» **YOUR INSTRUCTIONS**: The stretch wanted below opens at the line containing "filename fragmap/src/io/scheduler.rs" and closes at the line containing "and must not". Please return it exactly, with no other lines.

━━ GIVEN INFORMATION ━━

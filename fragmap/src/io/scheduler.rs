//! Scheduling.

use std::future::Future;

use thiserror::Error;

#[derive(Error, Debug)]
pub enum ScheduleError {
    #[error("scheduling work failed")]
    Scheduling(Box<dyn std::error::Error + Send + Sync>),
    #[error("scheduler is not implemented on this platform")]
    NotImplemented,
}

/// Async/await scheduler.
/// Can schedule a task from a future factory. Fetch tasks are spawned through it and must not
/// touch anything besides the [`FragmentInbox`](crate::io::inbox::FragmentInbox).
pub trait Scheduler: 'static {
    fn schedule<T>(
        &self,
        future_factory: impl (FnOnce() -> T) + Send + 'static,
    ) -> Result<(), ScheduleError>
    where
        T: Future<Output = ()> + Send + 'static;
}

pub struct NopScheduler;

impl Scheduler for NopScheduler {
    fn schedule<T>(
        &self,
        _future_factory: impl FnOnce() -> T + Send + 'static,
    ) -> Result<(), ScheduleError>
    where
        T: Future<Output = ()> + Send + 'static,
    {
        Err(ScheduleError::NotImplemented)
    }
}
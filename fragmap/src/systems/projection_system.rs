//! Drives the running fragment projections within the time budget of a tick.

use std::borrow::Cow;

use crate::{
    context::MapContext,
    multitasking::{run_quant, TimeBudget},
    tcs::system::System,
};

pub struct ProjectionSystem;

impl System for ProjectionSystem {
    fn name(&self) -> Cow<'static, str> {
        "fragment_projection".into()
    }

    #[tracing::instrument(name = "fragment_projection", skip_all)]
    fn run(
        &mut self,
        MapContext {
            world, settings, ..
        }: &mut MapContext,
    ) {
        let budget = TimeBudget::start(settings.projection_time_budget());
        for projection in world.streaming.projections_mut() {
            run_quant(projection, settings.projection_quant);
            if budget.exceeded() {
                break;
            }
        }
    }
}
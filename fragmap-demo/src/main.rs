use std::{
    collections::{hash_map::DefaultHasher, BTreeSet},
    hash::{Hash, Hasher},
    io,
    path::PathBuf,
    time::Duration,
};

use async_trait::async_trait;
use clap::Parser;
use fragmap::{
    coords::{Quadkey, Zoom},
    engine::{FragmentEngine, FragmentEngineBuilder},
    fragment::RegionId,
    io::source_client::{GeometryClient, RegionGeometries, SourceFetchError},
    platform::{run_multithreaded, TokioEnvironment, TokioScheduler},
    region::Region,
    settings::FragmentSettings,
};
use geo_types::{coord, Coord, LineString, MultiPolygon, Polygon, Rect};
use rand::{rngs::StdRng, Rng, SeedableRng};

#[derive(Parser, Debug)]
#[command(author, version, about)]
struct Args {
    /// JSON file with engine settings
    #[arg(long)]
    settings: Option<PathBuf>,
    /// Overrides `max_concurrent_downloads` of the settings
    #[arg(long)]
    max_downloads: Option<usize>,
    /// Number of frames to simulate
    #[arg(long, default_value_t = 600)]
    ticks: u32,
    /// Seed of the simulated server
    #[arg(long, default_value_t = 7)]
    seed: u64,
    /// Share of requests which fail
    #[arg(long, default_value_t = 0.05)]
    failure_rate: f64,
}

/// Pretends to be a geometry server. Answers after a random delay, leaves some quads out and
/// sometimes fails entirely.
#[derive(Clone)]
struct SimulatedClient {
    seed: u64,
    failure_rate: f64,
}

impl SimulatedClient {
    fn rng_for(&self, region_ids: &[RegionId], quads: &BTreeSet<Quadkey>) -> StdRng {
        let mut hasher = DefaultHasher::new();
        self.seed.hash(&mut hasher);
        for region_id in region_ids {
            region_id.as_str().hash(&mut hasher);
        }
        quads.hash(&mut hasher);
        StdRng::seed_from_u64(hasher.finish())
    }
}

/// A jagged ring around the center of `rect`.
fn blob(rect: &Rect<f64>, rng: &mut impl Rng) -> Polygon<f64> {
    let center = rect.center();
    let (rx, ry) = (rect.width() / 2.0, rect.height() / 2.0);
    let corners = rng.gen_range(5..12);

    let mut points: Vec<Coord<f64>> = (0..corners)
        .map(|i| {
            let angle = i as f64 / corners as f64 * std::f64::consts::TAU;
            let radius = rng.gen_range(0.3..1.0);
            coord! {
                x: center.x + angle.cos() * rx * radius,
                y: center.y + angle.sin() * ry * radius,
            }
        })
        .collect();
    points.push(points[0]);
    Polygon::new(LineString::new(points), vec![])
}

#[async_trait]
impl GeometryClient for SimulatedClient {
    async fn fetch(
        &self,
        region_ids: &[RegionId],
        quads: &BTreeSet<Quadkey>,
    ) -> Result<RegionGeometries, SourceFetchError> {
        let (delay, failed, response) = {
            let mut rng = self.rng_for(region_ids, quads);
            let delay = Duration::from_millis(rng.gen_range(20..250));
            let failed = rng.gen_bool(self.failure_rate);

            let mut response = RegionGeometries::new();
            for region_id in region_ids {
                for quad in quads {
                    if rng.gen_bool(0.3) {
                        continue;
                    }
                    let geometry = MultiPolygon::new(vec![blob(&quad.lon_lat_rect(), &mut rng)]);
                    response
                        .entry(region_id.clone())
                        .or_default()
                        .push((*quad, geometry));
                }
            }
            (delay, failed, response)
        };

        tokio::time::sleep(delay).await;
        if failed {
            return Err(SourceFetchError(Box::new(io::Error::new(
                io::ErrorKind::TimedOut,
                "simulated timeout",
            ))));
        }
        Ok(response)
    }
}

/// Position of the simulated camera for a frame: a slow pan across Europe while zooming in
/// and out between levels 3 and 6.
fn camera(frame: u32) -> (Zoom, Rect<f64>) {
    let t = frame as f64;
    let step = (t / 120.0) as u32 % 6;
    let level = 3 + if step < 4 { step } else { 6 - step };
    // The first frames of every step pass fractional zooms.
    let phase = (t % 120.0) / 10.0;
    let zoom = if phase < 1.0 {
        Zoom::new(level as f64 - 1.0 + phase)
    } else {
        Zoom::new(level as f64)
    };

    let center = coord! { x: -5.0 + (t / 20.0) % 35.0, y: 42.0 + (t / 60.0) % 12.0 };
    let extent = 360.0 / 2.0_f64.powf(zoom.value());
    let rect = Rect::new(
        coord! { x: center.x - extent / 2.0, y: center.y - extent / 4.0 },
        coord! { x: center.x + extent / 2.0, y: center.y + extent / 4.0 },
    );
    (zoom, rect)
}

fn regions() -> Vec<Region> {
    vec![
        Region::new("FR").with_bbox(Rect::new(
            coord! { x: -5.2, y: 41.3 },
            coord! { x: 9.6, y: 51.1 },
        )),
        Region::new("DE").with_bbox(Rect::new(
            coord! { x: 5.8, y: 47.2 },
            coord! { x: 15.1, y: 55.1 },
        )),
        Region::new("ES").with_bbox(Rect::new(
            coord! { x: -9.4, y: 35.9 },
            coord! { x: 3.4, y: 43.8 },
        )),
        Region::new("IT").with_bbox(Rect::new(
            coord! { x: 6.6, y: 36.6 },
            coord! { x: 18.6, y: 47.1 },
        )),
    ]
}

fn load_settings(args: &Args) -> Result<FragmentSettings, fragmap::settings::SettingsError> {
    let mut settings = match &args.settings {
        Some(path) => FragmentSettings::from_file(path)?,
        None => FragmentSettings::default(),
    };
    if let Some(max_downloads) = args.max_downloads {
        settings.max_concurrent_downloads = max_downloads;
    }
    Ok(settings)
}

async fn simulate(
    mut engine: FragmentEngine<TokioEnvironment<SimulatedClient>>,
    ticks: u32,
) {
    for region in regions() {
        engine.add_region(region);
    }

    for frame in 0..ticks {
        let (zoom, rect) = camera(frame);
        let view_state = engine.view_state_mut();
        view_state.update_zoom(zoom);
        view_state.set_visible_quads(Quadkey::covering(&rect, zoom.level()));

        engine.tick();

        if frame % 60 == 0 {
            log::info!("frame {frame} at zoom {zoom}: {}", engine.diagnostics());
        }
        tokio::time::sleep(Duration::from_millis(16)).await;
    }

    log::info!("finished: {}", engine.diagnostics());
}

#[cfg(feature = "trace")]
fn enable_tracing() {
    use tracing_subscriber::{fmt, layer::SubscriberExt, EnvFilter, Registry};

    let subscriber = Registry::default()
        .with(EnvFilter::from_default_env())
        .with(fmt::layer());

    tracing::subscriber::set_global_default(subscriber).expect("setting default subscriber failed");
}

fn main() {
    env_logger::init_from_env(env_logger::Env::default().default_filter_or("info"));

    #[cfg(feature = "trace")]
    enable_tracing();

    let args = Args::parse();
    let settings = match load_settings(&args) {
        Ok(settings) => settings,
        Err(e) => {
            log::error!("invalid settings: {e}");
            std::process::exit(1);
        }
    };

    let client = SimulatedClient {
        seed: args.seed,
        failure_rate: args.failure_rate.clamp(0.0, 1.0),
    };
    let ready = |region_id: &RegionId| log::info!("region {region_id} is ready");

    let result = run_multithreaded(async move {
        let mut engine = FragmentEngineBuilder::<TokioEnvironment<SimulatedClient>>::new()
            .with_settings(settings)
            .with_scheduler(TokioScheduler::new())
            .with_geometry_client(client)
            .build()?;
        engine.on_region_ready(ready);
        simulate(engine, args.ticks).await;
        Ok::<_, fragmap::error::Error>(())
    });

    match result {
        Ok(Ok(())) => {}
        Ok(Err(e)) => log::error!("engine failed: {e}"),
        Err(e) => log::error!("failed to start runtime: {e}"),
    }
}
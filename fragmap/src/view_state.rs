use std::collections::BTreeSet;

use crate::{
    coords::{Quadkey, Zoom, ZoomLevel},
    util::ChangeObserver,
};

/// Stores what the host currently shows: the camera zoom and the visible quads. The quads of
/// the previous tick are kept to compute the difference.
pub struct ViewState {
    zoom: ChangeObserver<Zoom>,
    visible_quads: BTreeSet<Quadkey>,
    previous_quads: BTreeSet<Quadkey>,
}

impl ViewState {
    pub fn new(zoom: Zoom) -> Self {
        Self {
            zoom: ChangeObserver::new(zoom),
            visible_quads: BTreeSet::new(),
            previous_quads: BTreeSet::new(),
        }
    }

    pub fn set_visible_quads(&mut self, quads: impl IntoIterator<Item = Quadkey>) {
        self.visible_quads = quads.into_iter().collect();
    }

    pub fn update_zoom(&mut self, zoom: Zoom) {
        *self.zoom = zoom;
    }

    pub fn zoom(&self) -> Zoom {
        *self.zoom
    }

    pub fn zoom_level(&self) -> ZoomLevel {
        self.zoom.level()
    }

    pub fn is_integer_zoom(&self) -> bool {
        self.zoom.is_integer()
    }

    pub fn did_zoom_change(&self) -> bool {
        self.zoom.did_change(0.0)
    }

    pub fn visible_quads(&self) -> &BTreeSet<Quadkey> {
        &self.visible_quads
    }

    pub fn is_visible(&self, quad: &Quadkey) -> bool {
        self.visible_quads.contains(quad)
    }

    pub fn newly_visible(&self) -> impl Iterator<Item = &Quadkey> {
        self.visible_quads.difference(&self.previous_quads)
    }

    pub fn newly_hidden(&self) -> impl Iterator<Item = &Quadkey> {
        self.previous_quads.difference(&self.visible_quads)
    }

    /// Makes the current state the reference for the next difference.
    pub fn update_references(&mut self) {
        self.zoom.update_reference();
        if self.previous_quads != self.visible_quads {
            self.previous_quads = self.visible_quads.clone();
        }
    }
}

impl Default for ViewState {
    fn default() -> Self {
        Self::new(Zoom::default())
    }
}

━━━
━━ GIVEN INFORMATION ━━

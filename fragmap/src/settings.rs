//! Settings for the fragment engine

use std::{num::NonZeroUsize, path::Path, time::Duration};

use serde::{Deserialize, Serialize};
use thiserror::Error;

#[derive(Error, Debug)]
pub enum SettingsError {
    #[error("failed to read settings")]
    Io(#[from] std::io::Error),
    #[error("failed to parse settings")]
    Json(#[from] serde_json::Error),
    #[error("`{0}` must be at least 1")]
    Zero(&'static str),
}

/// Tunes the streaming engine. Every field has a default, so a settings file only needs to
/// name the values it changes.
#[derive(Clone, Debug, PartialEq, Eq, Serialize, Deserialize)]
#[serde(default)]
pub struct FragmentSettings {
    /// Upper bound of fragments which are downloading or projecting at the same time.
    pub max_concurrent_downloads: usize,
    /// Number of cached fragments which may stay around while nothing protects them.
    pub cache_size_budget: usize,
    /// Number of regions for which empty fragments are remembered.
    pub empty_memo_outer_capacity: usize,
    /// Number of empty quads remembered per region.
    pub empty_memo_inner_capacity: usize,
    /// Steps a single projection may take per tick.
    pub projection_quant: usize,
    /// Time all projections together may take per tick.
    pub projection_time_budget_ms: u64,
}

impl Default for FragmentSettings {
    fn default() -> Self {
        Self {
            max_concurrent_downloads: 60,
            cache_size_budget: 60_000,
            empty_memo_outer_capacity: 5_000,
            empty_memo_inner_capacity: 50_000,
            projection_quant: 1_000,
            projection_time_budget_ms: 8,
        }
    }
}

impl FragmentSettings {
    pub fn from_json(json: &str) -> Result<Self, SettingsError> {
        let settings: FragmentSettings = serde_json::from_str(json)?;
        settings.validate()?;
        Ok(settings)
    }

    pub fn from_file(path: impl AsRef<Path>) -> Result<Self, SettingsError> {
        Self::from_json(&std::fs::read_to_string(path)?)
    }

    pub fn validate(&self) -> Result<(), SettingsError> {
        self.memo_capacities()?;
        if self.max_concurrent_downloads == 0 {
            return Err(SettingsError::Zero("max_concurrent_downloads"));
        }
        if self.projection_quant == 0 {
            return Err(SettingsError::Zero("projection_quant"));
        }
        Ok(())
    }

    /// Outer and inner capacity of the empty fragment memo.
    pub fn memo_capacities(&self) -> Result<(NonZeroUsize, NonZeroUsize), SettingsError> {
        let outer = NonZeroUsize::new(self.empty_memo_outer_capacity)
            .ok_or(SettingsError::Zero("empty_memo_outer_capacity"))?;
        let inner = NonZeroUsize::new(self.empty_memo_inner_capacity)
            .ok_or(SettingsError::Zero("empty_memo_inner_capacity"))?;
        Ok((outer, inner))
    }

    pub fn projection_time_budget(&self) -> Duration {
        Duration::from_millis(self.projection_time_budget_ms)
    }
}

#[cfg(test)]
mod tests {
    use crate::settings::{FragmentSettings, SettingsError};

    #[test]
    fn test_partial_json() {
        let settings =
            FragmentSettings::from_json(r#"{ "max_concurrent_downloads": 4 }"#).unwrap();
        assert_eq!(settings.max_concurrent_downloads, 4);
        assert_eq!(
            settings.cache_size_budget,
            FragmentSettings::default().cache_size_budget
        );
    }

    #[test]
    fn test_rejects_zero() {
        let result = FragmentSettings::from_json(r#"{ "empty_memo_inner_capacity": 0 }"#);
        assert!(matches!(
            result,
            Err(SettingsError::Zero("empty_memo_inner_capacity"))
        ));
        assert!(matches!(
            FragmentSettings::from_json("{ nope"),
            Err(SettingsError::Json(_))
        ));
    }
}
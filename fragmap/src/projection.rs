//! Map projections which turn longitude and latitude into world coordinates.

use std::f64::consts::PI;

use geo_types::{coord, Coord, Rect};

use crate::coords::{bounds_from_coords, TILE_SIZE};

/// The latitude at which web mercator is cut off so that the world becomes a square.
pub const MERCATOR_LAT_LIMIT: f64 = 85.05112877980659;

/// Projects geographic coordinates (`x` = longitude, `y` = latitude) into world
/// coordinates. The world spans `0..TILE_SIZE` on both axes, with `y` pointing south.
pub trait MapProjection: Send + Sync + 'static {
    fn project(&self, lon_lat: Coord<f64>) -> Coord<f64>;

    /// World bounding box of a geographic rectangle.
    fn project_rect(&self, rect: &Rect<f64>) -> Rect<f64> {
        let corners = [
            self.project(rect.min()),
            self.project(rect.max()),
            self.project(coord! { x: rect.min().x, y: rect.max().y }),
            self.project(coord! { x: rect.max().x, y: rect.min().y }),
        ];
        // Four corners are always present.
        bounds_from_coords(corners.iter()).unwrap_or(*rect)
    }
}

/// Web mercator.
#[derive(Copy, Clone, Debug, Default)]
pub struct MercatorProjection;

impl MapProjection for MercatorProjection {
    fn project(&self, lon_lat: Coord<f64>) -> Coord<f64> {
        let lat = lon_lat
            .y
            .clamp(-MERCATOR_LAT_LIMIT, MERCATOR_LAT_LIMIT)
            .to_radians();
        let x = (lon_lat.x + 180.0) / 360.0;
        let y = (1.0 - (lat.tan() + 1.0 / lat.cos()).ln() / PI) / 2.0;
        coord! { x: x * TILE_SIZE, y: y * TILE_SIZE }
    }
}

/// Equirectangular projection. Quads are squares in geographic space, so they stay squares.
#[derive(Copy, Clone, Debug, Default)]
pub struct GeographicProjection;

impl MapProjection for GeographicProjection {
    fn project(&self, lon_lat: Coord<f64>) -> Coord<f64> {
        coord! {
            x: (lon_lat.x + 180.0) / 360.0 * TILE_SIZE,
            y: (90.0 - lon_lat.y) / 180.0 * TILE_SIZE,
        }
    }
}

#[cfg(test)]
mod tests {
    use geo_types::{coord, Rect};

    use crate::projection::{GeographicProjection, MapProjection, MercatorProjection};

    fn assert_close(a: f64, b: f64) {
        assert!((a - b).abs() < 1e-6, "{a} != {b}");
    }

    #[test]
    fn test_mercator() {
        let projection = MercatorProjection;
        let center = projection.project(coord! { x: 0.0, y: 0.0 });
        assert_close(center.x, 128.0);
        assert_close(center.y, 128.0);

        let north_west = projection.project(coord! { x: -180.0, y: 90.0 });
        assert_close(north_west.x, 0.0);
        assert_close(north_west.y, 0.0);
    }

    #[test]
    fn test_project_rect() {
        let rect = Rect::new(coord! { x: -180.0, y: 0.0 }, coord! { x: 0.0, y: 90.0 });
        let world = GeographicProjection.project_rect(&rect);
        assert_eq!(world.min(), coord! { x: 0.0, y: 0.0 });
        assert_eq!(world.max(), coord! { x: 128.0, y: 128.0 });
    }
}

━━━
━━ GIVEN INFORMATION ━━

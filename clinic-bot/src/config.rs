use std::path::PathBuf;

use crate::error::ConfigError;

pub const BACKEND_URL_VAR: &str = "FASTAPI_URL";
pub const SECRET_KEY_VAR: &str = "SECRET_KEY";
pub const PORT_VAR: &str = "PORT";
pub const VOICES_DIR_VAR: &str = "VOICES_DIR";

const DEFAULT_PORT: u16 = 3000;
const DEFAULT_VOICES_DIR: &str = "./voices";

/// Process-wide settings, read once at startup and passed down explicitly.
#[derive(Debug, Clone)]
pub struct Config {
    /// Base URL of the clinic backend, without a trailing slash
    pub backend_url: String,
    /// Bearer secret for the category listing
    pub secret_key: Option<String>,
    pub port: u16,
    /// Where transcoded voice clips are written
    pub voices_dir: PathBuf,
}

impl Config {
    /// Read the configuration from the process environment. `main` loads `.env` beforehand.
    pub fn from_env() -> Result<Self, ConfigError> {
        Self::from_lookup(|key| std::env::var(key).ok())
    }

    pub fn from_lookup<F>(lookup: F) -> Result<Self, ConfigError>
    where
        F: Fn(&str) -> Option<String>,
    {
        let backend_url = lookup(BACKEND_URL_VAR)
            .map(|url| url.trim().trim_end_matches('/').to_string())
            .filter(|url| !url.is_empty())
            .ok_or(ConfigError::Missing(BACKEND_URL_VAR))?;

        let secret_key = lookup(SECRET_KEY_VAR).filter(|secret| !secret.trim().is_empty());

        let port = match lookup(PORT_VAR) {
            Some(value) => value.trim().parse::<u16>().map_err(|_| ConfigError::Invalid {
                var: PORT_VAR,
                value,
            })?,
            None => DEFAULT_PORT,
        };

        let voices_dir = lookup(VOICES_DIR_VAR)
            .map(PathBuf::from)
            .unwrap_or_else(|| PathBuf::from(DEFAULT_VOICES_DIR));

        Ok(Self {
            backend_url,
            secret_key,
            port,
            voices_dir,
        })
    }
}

━━━

» **EXERCISE RESPONSE**:
filename fragmap/src/io/scheduler.rs
//! Scheduling.

use std::future::Future;

use thiserror::Error;

#[derive(Error, Debug)]
pub enum ScheduleError {
    #[error("scheduling work failed")]
    Scheduling(Box<dyn std::error::Error + Send + Sync>),
    #[error("scheduler is not implemented on this platform")]
    NotImplemented,
}

/// Async/await scheduler.
/// Can schedule a task from a future factory. Fetch tasks are spawned through it and must not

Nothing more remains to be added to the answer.